Geez Ed. I swear to god I just clicked over here from their website filling out contact info. Talked for a long time with them at the expo and it is some very impressive software. We are planning on getting it but trying to decide if we want to spend the money this time of the year on it. 

I have investigated all the software, cheap and expensive I could find on-line and roof logic is honestly the only one that really fits the bill for anyone doing different types of roofing. I haven't found anything "cheap" that is worth a damn for roofing specific software. 

I am looking at roofcad, digitizer and estimator. I believe it's going to set us back around $7k or so.


----------



## Ed the Roofer (Jan 27, 2007)

They even have a module that utilized Eagle View Satellite Images and converts them to CAD drawings for you.

Do you think that is what Eagle View is doing with the Google Earth Photos? Then turn around and sell them for $78.00 a pop!!! 

Ed


----------



## OldNBroken (Jun 11, 2008)

Actually, Pictometry is the outfit eagleview and others get all their data from. The satellite imaging is not something we'd have much use for. I like the idea that eagleview has that pay-as-you-go option for the occasional time I may need the service. 

Rooflogic's takeoff and estimating software is VERY slick and userfriendly.
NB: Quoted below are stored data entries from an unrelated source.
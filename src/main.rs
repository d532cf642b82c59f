use anyhow::Result;

use match_poller::cli::Command;
use match_poller::{handle_completions, handle_export, handle_logs, handle_run, handle_serve, interpret};

fn main() {
    setup_logging();
    parse_and_execute().unwrap_or_else(|e| {
        eprintln!("Error: {e}");
        std::process::exit(1);
    });
}

fn setup_logging() {
    sensible_env_logger::init!();
}

fn parse_and_execute() -> Result<()> {
    let command = interpret();
    execute_command(&command)
}

fn execute_command(command: &Command) -> Result<()> {
    match command {
        Command::Run { force } => handle_run(*force),
        Command::Serve { port, interval_secs } => handle_serve(*port, *interval_secs),
        Command::Logs { limit } => handle_logs(*limit),
        Command::Export { out } => handle_export(out),
        Command::Completions { shell } => handle_completions(*shell),
    }
}
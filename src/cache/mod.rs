mod structs;

pub use structs::JsonCache;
That is what I am most interested in.


----------



## Ed the Roofer (Jan 27, 2007)

OldNBroken said:


> Actually, Pictometry is the outfit eagleview and others get all their data from. The satellite imaging is not something we'd have much use for. I like the idea that eagleview has that pay-as-you-go option for the occasional time I may need the service.
> 
> Rooflogic's takeoff and estimating software is VERY slick and userfriendly. That is what I am most interested in.


The head guy from Eagle View told me a few months ago, that they were ceasing using the Pictometry photos and sourcing it inhouse instead.

I don't know if that is true, or just because Pictometry provides a similar roof measuring service for a signifacntly less costly investment.

Ed


----------



## wadman (Mar 23, 2009)

i love to use live maps here is a link http://maps.live.com/#JnE9eXAuNitkZ...5ODc1MDEyMTc2MDY5JTdlLTczLjE4NDAzNTQyMDQxNzg=

at the top of the pic hit bird's eye then zoom in

is there a free site that is better then this?


----------